**Task instructions**
From the entries, return every line where the string "version" shows up.

___ Supplied records ___

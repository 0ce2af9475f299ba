//! Snapshot export of the current per-device readings
//!
//! Captures the latest reading per device at the moment of export. No
//! historical series is retained anywhere; exporting twice gives two
//! independent snapshots.

use crate::engine::{DeviceDesc, Measurement};
use chrono::{DateTime, Utc};
use serde::{Deserialize, Serialize};
use std::fs::File;
use std::io::Write;
use std::path::Path;

/// Point-in-time dump of every device's latest reading
#[derive(Debug, Clone, Serialize, Deserialize)]
pub struct RateSnapshot {
    /// Snapshot generation timestamp
    pub generated_at: String,
    /// Application version
    pub version: String,
    /// One entry per enumerated device, in `device_index` order
    pub devices: Vec<DeviceReading>,
}

/// Latest reading for one device
#[derive(Debug, Clone, Serialize, Deserialize)]
pub struct DeviceReading {
    pub device_index: usize,
    pub display_name: String,
    /// Counting policy label, so exported numbers are never compared across
    /// policies by accident
    pub policy: String,
    /// Device reported lost during the session
    pub lost: bool,
    /// Events per second; absent until the first window lands
    pub rate_hz: Option<f64>,
    /// Derived latency in seconds; absent before the first window and when
    /// the rate is zero (infinite latency does not serialize)
    pub latency_s: Option<f64>,
    /// Derived latency in milliseconds; same presence rules as `latency_s`
    pub latency_ms: Option<f64>,
}

impl DeviceReading {
    pub fn new(desc: &DeviceDesc, latest: Option<&Measurement>, lost: bool) -> Self {
        Self {
            device_index: desc.device_index,
            display_name: desc.display_name.clone(),
            policy: desc.policy.label().to_string(),
            lost,
            rate_hz: latest.map(|m| m.rate_hz),
            latency_s: latest.map(|m| m.latency_s()).filter(|l| l.is_finite()),
            latency_ms: latest.map(|m| m.latency_ms()).filter(|l| l.is_finite()),
        }
    }
}

impl RateSnapshot {
    /// Create a snapshot from the readings gathered by the caller
    pub fn new(devices: Vec<DeviceReading>) -> Self {
        let now: DateTime<Utc> = Utc::now();
        Self {
            generated_at: now.to_rfc3339(),
            version: env!("CARGO_PKG_VERSION").to_string(),
            devices,
        }
    }

    /// Export snapshot to a JSON file
    pub fn export_json(&self, path: &Path) -> std::io::Result<()> {
        let json = serde_json::to_string_pretty(self)
            .map_err(|e| std::io::Error::new(std::io::ErrorKind::InvalidData, e))?;
        let mut file = File::create(path)?;
        file.write_all(json.as_bytes())?;
        Ok(())
    }

    /// Export snapshot to a JSON string
    pub fn to_json(&self) -> Result<String, serde_json::Error> {
        serde_json::to_string_pretty(self)
    }
}

#[cfg(test)]
mod tests {
    use super::*;
    use crate::device::CountingPolicy;
    use std::time::{Duration, Instant};

    fn desc(device_index: usize, name: &str) -> DeviceDesc {
        DeviceDesc {
            device_index,
            display_name: name.to_string(),
            policy: CountingPolicy::DeviceEvents,
        }
    }

    fn measurement(device_index: usize, event_count: u64) -> Measurement {
        Measurement::from_window(
            device_index,
            Instant::now(),
            event_count,
            Duration::from_secs(1),
        )
        .expect("valid window")
    }

    #[test]
    fn reading_before_first_window_has_no_numbers() {
        let reading = DeviceReading::new(&desc(0, "Mouse"), None, false);
        assert_eq!(reading.display_name, "Mouse");
        assert!(reading.rate_hz.is_none());
        assert!(reading.latency_s.is_none());
        assert!(reading.latency_ms.is_none());
        assert!(!reading.lost);
    }

    #[test]
    fn reading_with_measurement_carries_rate_and_latency() {
        let m = measurement(0, 500);
        let reading = DeviceReading::new(&desc(0, "Mouse"), Some(&m), false);
        assert_eq!(reading.rate_hz, Some(500.0));
        assert_eq!(reading.latency_s, Some(0.0020));
        assert_eq!(reading.latency_ms, Some(2.00));
    }

    #[test]
    fn zero_rate_omits_infinite_latency() {
        let m = measurement(0, 0);
        let reading = DeviceReading::new(&desc(0, "Idle pad"), Some(&m), false);
        assert_eq!(reading.rate_hz, Some(0.0));
        assert!(reading.latency_s.is_none());
        assert!(reading.latency_ms.is_none());
    }

    #[test]
    fn snapshot_serializes_to_json() {
        let m = measurement(0, 1000);
        let snapshot = RateSnapshot::new(vec![
            DeviceReading::new(&desc(0, "Gaming Mouse"), Some(&m), false),
            DeviceReading::new(&desc(1, "Gamepad"), None, true),
        ]);

        let json = snapshot.to_json().expect("JSON serialization");
        assert!(json.contains("\"generated_at\""));
        assert!(json.contains("\"Gaming Mouse\""));
        assert!(json.contains("\"rate_hz\": 1000.0"));
        assert!(json.contains("\"lost\": true"));
        assert!(!snapshot.version.is_empty());
    }

    #[test]
    fn snapshot_file_export() {
        let m = measurement(0, 125);
        let snapshot = RateSnapshot::new(vec![DeviceReading::new(
            &desc(0, "Office Mouse"),
            Some(&m),
            false,
        )]);

        let path = std::env::temp_dir().join(format!("pollmeter-test-{}.json", std::process::id()));
        snapshot.export_json(&path).expect("export succeeds");

        let contents = std::fs::read_to_string(&path).expect("read exported file");
        assert!(contents.contains("\"Office Mouse\""));

        let _ = std::fs::remove_file(&path);
    }
}
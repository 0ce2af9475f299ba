//! Pointer-polling event source (poll-iteration policy)
//!
//! Fallback backend for platforms or environments without raw event access.
//! Each `pump` re-reads the system pointer state once through `device_query`,
//! counts the iteration, and sleeps briefly to bound CPU usage. The resulting
//! number is the throughput of this reading loop, not the device's own event
//! rate.

use super::{CountingPolicy, DeviceError, EventSource};
use device_query::{DeviceQuery, DeviceState};
use std::thread;
use std::time::Duration;

/// Polls the system pointer state at a fixed cadence
pub struct PointerSource {
    device_state: DeviceState,
    last_coords: (i32, i32),
    sleep: Duration,
    name: String,
}

impl PointerSource {
    /// Create a pointer source that sleeps `sleep` between state re-reads
    pub fn new(sleep: Duration) -> Self {
        Self {
            device_state: DeviceState::new(),
            last_coords: (0, 0),
            sleep,
            name: "System pointer".to_string(),
        }
    }

    /// Pointer coordinates seen on the most recent pump
    pub fn last_coords(&self) -> (i32, i32) {
        self.last_coords
    }
}

impl EventSource for PointerSource {
    fn name(&self) -> &str {
        &self.name
    }

    fn policy(&self) -> CountingPolicy {
        CountingPolicy::PollIterations
    }

    fn pump(&mut self, _timeout: Duration) -> Result<u64, DeviceError> {
        let mouse = self.device_state.get_mouse();
        self.last_coords = mouse.coords;

        // One iteration where the state was actively re-read counts as one,
        // whether or not the pointer moved.
        thread::sleep(self.sleep);
        Ok(1)
    }
}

___

**Output**
    /// Application version
    pub version: String,
            version: env!("CARGO_PKG_VERSION").to_string(),
        assert!(!snapshot.version.is_empty());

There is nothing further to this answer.